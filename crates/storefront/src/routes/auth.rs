//! Authentication route handlers.
//!
//! Signup, login and logout. Rejected forms are re-rendered with a flash
//! message; they never produce an error page.

use askama::Template;
use askama_web::WebTemplate;
use axum::{
    Form,
    extract::{State, rejection::FormRejection},
    response::{IntoResponse, Redirect, Response},
};
use serde::Deserialize;
use tower_sessions::Session;
use tracing::instrument;

use crate::error::{Result, clear_sentry_user, set_sentry_user};
use crate::middleware::{
    CspNonce, LOGIN_PATH, OptionalAuth, RequireAuth, clear_current_user, push_flash,
    set_current_user,
};
use crate::models::CurrentUser;
use crate::page::{LOGIN_BANNER, PageShell, SIGNUP_BANNER};
use crate::routes::form_or_default;
use crate::state::AppState;

/// Flash shown after a successful signup.
pub const SIGNUP_SUCCESS: &str = "Cadastro realizado! Faça login.";

// =============================================================================
// Form Types
// =============================================================================

/// Signup form data. Missing fields arrive as empty strings.
#[derive(Debug, Default, Deserialize)]
pub struct SignupForm {
    #[serde(default)]
    pub email: String,
    #[serde(default)]
    pub password: String,
}

/// Login form data. Missing fields arrive as empty strings.
#[derive(Debug, Default, Deserialize)]
pub struct LoginForm {
    #[serde(default)]
    pub email: String,
    #[serde(default)]
    pub password: String,
}

// =============================================================================
// Templates
// =============================================================================

/// Signup page template.
#[derive(Template, WebTemplate)]
#[template(path = "auth/signup.html")]
pub struct SignupTemplate {
    pub shell: PageShell,
    /// Previously typed email, kept when the form is re-rendered.
    pub email: String,
}

/// Login page template.
#[derive(Template, WebTemplate)]
#[template(path = "auth/login.html")]
pub struct LoginTemplate {
    pub shell: PageShell,
    /// Previously typed email, kept when the form is re-rendered.
    pub email: String,
}

// =============================================================================
// Signup Routes
// =============================================================================

/// Display the signup page.
pub async fn signup_page(
    OptionalAuth(user): OptionalAuth,
    session: Session,
    nonce: CspNonce,
) -> Result<SignupTemplate> {
    Ok(SignupTemplate {
        shell: PageShell::load(&session, user, SIGNUP_BANNER, &nonce).await?,
        email: String::new(),
    })
}

/// Handle signup form submission.
#[instrument(skip_all)]
pub async fn signup(
    State(state): State<AppState>,
    OptionalAuth(user): OptionalAuth,
    session: Session,
    nonce: CspNonce,
    form: std::result::Result<Form<SignupForm>, FormRejection>,
) -> Result<Response> {
    let form = form_or_default(form);
    match state.auth().register(&form.email, &form.password).await {
        Ok(_) => {
            push_flash(&session, SIGNUP_SUCCESS).await?;
            Ok(Redirect::to(LOGIN_PATH).into_response())
        }
        Err(e) if e.is_user_error() => {
            tracing::info!(error = %e, "Signup rejected");
            push_flash(&session, e.flash_message()).await?;

            Ok(SignupTemplate {
                shell: PageShell::load(&session, user, SIGNUP_BANNER, &nonce).await?,
                email: form.email,
            }
            .into_response())
        }
        Err(e) => Err(e.into()),
    }
}

// =============================================================================
// Login Routes
// =============================================================================

/// Display the login page.
pub async fn login_page(
    OptionalAuth(user): OptionalAuth,
    session: Session,
    nonce: CspNonce,
) -> Result<LoginTemplate> {
    Ok(LoginTemplate {
        shell: PageShell::load(&session, user, LOGIN_BANNER, &nonce).await?,
        email: String::new(),
    })
}

/// Handle login form submission.
#[instrument(skip_all)]
pub async fn login(
    State(state): State<AppState>,
    OptionalAuth(user): OptionalAuth,
    session: Session,
    nonce: CspNonce,
    form: std::result::Result<Form<LoginForm>, FormRejection>,
) -> Result<Response> {
    let form = form_or_default(form);
    match state.auth().verify(&form.email, &form.password).await {
        Ok(verified) => {
            set_current_user(&session, &CurrentUser::from(&verified)).await?;
            set_sentry_user(&verified.id, Some(verified.email.as_str()));
            tracing::info!(user_id = %verified.id, "User logged in");

            Ok(Redirect::to("/").into_response())
        }
        Err(e) if e.is_user_error() => {
            tracing::info!(error = %e, "Login rejected");
            push_flash(&session, e.flash_message()).await?;

            Ok(LoginTemplate {
                shell: PageShell::load(&session, user, LOGIN_BANNER, &nonce).await?,
                email: form.email,
            }
            .into_response())
        }
        Err(e) => Err(e.into()),
    }
}

// =============================================================================
// Logout Route
// =============================================================================

/// Handle logout.
///
/// Removes the user and destroys the whole session.
pub async fn logout(RequireAuth(user): RequireAuth, session: Session) -> Redirect {
    if let Err(e) = clear_current_user(&session).await {
        tracing::error!("Failed to clear session user: {}", e);
    }

    if let Err(e) = session.flush().await {
        tracing::error!("Failed to flush session: {}", e);
    }

    clear_sentry_user();
    tracing::info!(user_id = %user.id, "User logged out");

    Redirect::to("/")
}
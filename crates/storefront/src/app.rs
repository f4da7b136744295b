//! Router assembly.
//!
//! Shared by the binary and the integration tests so both exercise the same
//! middleware stack.

use std::time::Duration;

use axum::{Router, middleware::from_fn};
use tower_http::trace::{DefaultOnResponse, OnResponse, TraceLayer};
use tower_sessions::MemoryStore;
use tracing::Span;

use crate::middleware::{
    create_session_layer, csp_nonce_middleware, request_id_middleware,
    security_headers_middleware,
};
use crate::routes;
use crate::state::AppState;

/// Build the full application router with its middleware stack.
///
/// Sessions live in a fresh in-memory store owned by the returned router.
pub fn build_router(state: AppState) -> Router {
    let session_layer = create_session_layer(MemoryStore::default(), state.config());

    Router::new()
        .merge(routes::routes())
        .layer(session_layer)
        .layer(from_fn(security_headers_middleware))
        .layer(from_fn(csp_nonce_middleware))
        .layer(from_fn(request_id_middleware))
        .layer(
            TraceLayer::new_for_http()
                .make_span_with(|request: &axum::http::Request<_>| {
                    tracing::info_span!(
                        "http_request",
                        method = %request.method(),
                        uri = %request.uri(),
                        request_id = tracing::field::Empty,
                        status = tracing::field::Empty,
                        latency_ms = tracing::field::Empty,
                    )
                })
                .on_response(
                    |response: &axum::http::Response<_>, latency: Duration, span: &Span| {
                        span.record("status", response.status().as_u16());
                        span.record(
                            "latency_ms",
                            u64::try_from(latency.as_millis()).unwrap_or(u64::MAX),
                        );
                        DefaultOnResponse::default().on_response(response, latency, span);
                    },
                ),
        )
        .with_state(state)
        // Sentry layers (outermost for full request coverage)
        .layer(sentry_tower::NewSentryLayer::new_from_top())
        .layer(sentry_tower::SentryHttpLayer::new().enable_transaction())
}
//! Business logic services for the storefront.
//!
//! # Services
//!
//! - `auth` - Account registration and credential verification
//! - `geolocation` - Visitor location lookup for the page banner

pub mod auth;
pub mod geolocation;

····················

▶ **What is required**:
If a line in the records above holds the string "submission", copy it out.

▶ **Task solution**:
/// Handle signup form submission.
/// Handle login form submission.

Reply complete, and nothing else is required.